When asked about his gum bandit days in Buffalo, Lawson confirmed through the trademarked giggle.
"They used to bring out those big boxes in Buffalo," Lawson said through a laugh and a smile. "I used to have about 20 pieces of gum in my pocket going out to practice every day."
Nothing made him feel more like a kid in a candy story – or maybe a child in a gumball factory – then meeting his namesake. You see, Lawson nearly quit football in high school to pursuit his first love on the hardwood. After all, he was trying to follow in the footsteps of the four-time NBA champion, star of the silver screen and fellow child-like personality in a grown man's body, Shaquille O'Neal.
"I modeled my game after him because my Dad was a big Shaquille O'Neal fan," Lawson said. "That's how I got my name. I had a chance to talk to Shaq, told him about that, and we ended up connecting with each other and having a great talk, but I was nervous as hell to meet him."

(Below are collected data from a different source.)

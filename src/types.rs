use serde::{Deserialize, Serialize};

use crate::grid::{BoxId, EdgeId};

/// A player in a game session. `id` is stable across reconnects; `score`
/// counts owned boxes and never decreases within a game.
#[derive(Debug, Clone, PartialEq, Serialize, Deserialize)]
pub struct Player {
    pub id: String,
    pub name: String,
    pub score: u32,
}

/// Lifecycle of a game session. `Completed` and `Abandoned` are terminal.
#[derive(Debug, Clone, Copy, PartialEq, Eq, Serialize, Deserialize)]
#[serde(rename_all = "SCREAMING_SNAKE_CASE")]
pub enum GameStatus {
    Active,
    Completed,
    Abandoned,
}

impl GameStatus {
    pub fn is_active(&self) -> bool {
        matches!(self, Self::Active)
    }

    pub fn is_terminal(&self) -> bool {
        matches!(self, Self::Completed | Self::Abandoned)
    }
}

impl std::fmt::Display for GameStatus {
    fn fmt(&self, f: &mut std::fmt::Formatter<'_>) -> std::fmt::Result {
        match self {
            Self::Active => write!(f, "ACTIVE"),
            Self::Completed => write!(f, "COMPLETED"),
            Self::Abandoned => write!(f, "ABANDONED"),
        }
    }
}

/// Wire view of a drawn edge.
#[derive(Debug, Clone, PartialEq, Serialize, Deserialize)]
pub struct EdgeView {
    pub edge: EdgeId,
    pub owner: Option<String>,
}

/// Wire view of an owned box.
#[derive(Debug, Clone, PartialEq, Serialize, Deserialize)]
pub struct BoxView {
    pub id: BoxId,
    pub owner: String,
}

/// Full room state as sent to clients. Undrawn edges and unowned boxes are
/// omitted; clients enumerate them from `grid_size`. Lists are sorted so the
/// same state always serializes to the same JSON.
#[derive(Debug, Clone, PartialEq, Serialize, Deserialize)]
pub struct GameSnapshot {
    pub code: String,
    pub grid_size: u8,
    pub status: GameStatus,
    pub players: Vec<Player>,
    /// Id of the player whose turn it is. Absent once the game is over.
    pub current_player_id: Option<String>,
    pub drawn_edges: Vec<EdgeView>,
    pub owned_boxes: Vec<BoxView>,
    pub drawn_count: usize,
    pub total_edges: usize,
}

/// Messages sent from server to clients via WebSocket.
#[derive(Debug, Clone, Serialize, Deserialize)]
#[serde(tag = "type")]
pub enum ServerMsg {
    /// Reply to the creator only.
    RoomCreated {
        code: String,
        player: Player,
        state: GameSnapshot,
    },
    /// Reply to the joining socket, on first join and on reconnect.
    Joined {
        player: Player,
        state: GameSnapshot,
    },
    /// Broadcast to the room when a new player enters turn order.
    PlayerJoined {
        player: Player,
    },
    /// Broadcast after every accepted move, in admission order.
    StateUpdate {
        state: GameSnapshot,
        boxes_completed: Vec<BoxId>,
        next_player_id: Option<String>,
    },
    /// Broadcast once, after the move that draws the last edge.
    GameOver {
        state: GameSnapshot,
        winner: Option<Player>,
        tie: bool,
    },
    /// Reply to an explicit state request.
    StateSync {
        state: GameSnapshot,
    },
    /// Reply to the offending socket only. `kind` is a stable error code.
    ErrorMessage {
        kind: String,
        message: String,
    },
}

/// Messages sent from clients to server via WebSocket.
#[derive(Debug, Clone, Serialize, Deserialize)]
#[serde(tag = "type")]
pub enum ClientMsg {
    CreateRoom { grid_size: u8, name: String },
    JoinRoom { code: String, name: String },
    MakeMove { code: String, edge: EdgeId },
    SyncState { code: String },
}
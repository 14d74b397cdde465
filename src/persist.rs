//! Fire-and-forget persistence boundary.
//!
//! The in-memory room is authoritative for the lifetime of a game; this
//! collaborator only records creation, joins and completion. A failed write
//! is logged and never reaches the game loop.

use std::path::PathBuf;

use serde::Serialize;
use tokio::io::AsyncWriteExt;
use tokio::sync::mpsc;

use crate::types::Player;

/// A row appended to the store log.
#[derive(Debug, Clone, Serialize)]
#[serde(tag = "event")]
pub enum StoreEvent {
    GameCreated {
        code: String,
        grid_size: u8,
        player: Player,
    },
    PlayerJoined {
        code: String,
        player: Player,
    },
    /// Written once per game; carries final cumulative scores.
    GameCompleted {
        code: String,
        winner: Option<String>,
        scores: Vec<Player>,
    },
}

/// Handle cloned into every room task. `record` never blocks and never
/// fails the caller.
#[derive(Clone)]
pub struct StoreHandle {
    tx: Option<mpsc::UnboundedSender<StoreEvent>>,
}

impl StoreHandle {
    /// Spawn the writer task appending JSON lines under `data_path`.
    pub fn spawn(data_path: PathBuf) -> Self {
        let (tx, rx) = mpsc::unbounded_channel();
        tokio::spawn(writer_task(data_path, rx));
        Self { tx: Some(tx) }
    }

    /// A handle that drops every event. Used in tests.
    pub fn disabled() -> Self {
        Self { tx: None }
    }

    pub fn record(&self, event: StoreEvent) {
        if let Some(tx) = &self.tx {
            if tx.send(event).is_err() {
                tracing::error!("store writer gone, event dropped");
            }
        }
    }
}

async fn writer_task(data_path: PathBuf, mut rx: mpsc::UnboundedReceiver<StoreEvent>) {
    if let Err(e) = tokio::fs::create_dir_all(&data_path).await {
        tracing::error!("cannot create data dir {}: {}", data_path.display(), e);
        // keep draining so senders never notice
        while rx.recv().await.is_some() {}
        return;
    }

    let log_path = data_path.join("games.jsonl");
    let mut log = match tokio::fs::OpenOptions::new()
        .create(true)
        .append(true)
        .open(&log_path)
        .await
    {
        Ok(f) => f,
        Err(e) => {
            tracing::error!("cannot open {}: {}", log_path.display(), e);
            while rx.recv().await.is_some() {}
            return;
        }
    };

    while let Some(event) = rx.recv().await {
        let mut line = match serde_json::to_string(&event) {
            Ok(l) => l,
            Err(e) => {
                tracing::error!("store event not serializable: {}", e);
                continue;
            }
        };
        line.push('\n');
        if let Err(e) = log.write_all(line.as_bytes()).await {
            tracing::error!("store write failed: {}", e);
        }
    }
}
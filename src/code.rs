//! Room code generation.

use rand::Rng;

/// Code length in characters.
pub const CODE_LEN: usize = 6;

/// 33-symbol alphabet. `0`, `1` and `O` are excluded so a code read aloud
/// or retyped from a screen cannot confuse 0/O or 1/I.
pub const CODE_ALPHABET: &[u8] = b"23456789ABCDEFGHIJKLMNPQRSTUVWXYZ";

/// Draw a uniform random room code. Uniqueness against live rooms is the
/// registry's job; this never self-checks.
pub fn generate() -> String {
    let mut rng = rand::rng();
    (0..CODE_LEN)
        .map(|_| CODE_ALPHABET[rng.random_range(0..CODE_ALPHABET.len())] as char)
        .collect()
}

/// Shape check for codes arriving over the wire.
pub fn is_valid(code: &str) -> bool {
    code.len() == CODE_LEN && code.bytes().all(|b| CODE_ALPHABET.contains(&b))
}

#[cfg(test)]
mod tests {
    use super::*;

    #[test]
    fn alphabet_has_no_lookalikes() {
        assert_eq!(CODE_ALPHABET.len(), 33);
        for banned in [b'0', b'1', b'O'] {
            assert!(!CODE_ALPHABET.contains(&banned));
        }
    }

    #[test]
    fn generated_codes_validate() {
        for _ in 0..200 {
            let code = generate();
            assert_eq!(code.len(), CODE_LEN);
            assert!(is_valid(&code), "{code}");
        }
    }

    #[test]
    fn shape_check_rejects_bad_codes() {
        assert!(!is_valid(""));
        assert!(!is_valid("ABC"));
        assert!(!is_valid("ABCDEFG"));
        assert!(!is_valid("ABCDE0"));
        assert!(!is_valid("abcdef"));
        assert!(is_valid("AB23CD"));
    }
}
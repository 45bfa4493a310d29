use thiserror::Error;

/// Fatal errors raised while setting up a dependency graph.
///
/// Nothing on the render path returns these; bundling failures degrade to
/// serving the on-the-fly transform URL instead.
#[derive(Debug, Error)]
pub enum BundleError {
    #[error("'{0}' is not a script or style dependency graph")]
    UnsupportedGraph(String),
}

#[derive(Debug, Error)]
pub enum ConfigError {
    #[error("Couldn't read options file.\n{0}")]
    FileSystem(#[from] std::io::Error),

    #[error("Couldn't parse options.\n{0}")]
    Parse(#[from] serde_json::Error),
}

#[derive(Debug, Error)]
pub enum CacheError {
    #[error("Couldn't create cache directory {0}.\n{1}")]
    CreateDir(camino::Utf8PathBuf, std::io::Error),

    #[error("Couldn't write cache artifact {0}.\n{1}")]
    Write(camino::Utf8PathBuf, std::io::Error),

    #[error("Couldn't remove cache artifact.\n{0}")]
    Remove(#[from] std::io::Error),

    #[error(transparent)]
    GlobPattern(#[from] glob::PatternError),

    #[error("Couldn't list cache directory.\n{0}")]
    Glob(#[from] glob::GlobError),
}

/// Errors that can occur while running the external transform.
#[derive(Debug, Error)]
pub enum TransformError {
    #[error("IO error: {0}")]
    Io(#[from] std::io::Error),

    #[error("Transform process exited with {0}")]
    Status(std::process::ExitStatus),

    #[error("Transform timed out after {0:?}")]
    Timeout(std::time::Duration),

    #[error("Transform output pipe closed unexpectedly")]
    Pipe,
}
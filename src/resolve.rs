use std::collections::{HashMap, HashSet};

use petgraph::Direction;
use petgraph::graphmap::DiGraphMap;

use crate::core::Group;
use crate::graph::Dependencies;

/// Walk the graph from `roots` and return every required handle, each one
/// after all of its dependencies.
///
/// The walk is depth-first: roots in the given order, dependencies in declared
/// order. Independent assets therefore keep the order the host declared them
/// in, which keeps fingerprints reproducible between renders.
///
/// Handles missing from the registry are skipped, as are edges that would
/// close a cycle.
pub fn resolve<'a, I>(graph: &Dependencies, roots: I) -> Vec<String>
where
    I: IntoIterator<Item = &'a str>,
{
    resolve_grouped(graph, roots)
        .into_iter()
        .map(|(handle, _)| handle)
        .collect()
}

/// Like [`resolve`], paired with the group each handle is emitted in.
///
/// A dependency is pulled forward into the earliest group of anything that
/// needs it, so a header asset never waits on code that only arrives with the
/// footer.
pub fn resolve_grouped<'a, I>(graph: &Dependencies, roots: I) -> Vec<(String, Group)>
where
    I: IntoIterator<Item = &'a str>,
{
    let walk = Walk::run(graph, roots);
    if walk.ignored > 0 {
        tracing::debug!(edges = walk.ignored, "resolved around dependency cycles");
    }

    let mut groups: HashMap<&str, Group> = walk
        .order
        .iter()
        .map(|&handle| (handle, graph.group(handle)))
        .collect();

    // Dependents come after their dependencies, so walking backwards settles
    // each handle before it is pushed down to what it needs.
    for &handle in walk.order.iter().rev() {
        let Some(&group) = groups.get(handle) else {
            continue;
        };

        for dep in walk.edges.neighbors_directed(handle, Direction::Incoming) {
            if let Some(current) = groups.get_mut(dep) {
                *current = (*current).min(group);
            }
        }
    }

    walk.order
        .iter()
        .map(|&handle| (handle.to_string(), groups[handle]))
        .collect()
}

struct Walk<'a> {
    graph: &'a Dependencies,
    visiting: HashSet<&'a str>,
    seen: HashSet<&'a str>,
    /// Followed edges, dependency to dependent.
    edges: DiGraphMap<&'a str, ()>,
    order: Vec<&'a str>,
    /// Edges dropped because they would close a cycle.
    ignored: usize,
}

impl<'a> Walk<'a> {
    fn run<'r, I>(graph: &'a Dependencies, roots: I) -> Self
    where
        I: IntoIterator<Item = &'r str>,
    {
        let mut walk = Walk {
            graph,
            visiting: HashSet::new(),
            seen: HashSet::new(),
            edges: DiGraphMap::new(),
            order: Vec::new(),
            ignored: 0,
        };

        for root in roots {
            walk.visit(root, None);
        }

        walk
    }

    fn visit(&mut self, handle: &str, dependent: Option<&'a str>) {
        let graph = self.graph;
        let Some(asset) = graph.get(handle) else {
            tracing::debug!(handle, "skipping unregistered asset");
            return;
        };

        let handle = asset.handle.as_str();
        if self.visiting.contains(handle) {
            self.ignored += 1;
            tracing::warn!(handle, dependent, "dependency cycle detected, the closing edge is ignored");
            return;
        }

        if self.seen.insert(handle) {
            self.visiting.insert(handle);
            for dep in &asset.deps {
                self.visit(dep, Some(handle));
            }
            self.visiting.remove(handle);
            self.order.push(handle);
        }

        if let Some(dependent) = dependent {
            self.edges.add_edge(handle, dependent, ());
        }
    }
}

Fortunately, for Dolphins fans, Lawson chose the gridiron and followed the path that led him here. The path that produced the jovial, easy-going, says-hi-to-everybody-he-sees, fun-loving sack artist who is already beloved by the fan base. The fan favorite who just can't stop laughing in life, on the football field, and when he reflects upon his journey.
"This league can stress you out because you have too much on your plate," Lawson said. "All the adversity I've faced, having an opportunity to wake up every morning to do what I love, I've got to smile and always laugh. I've gotta be the guy to bring joy."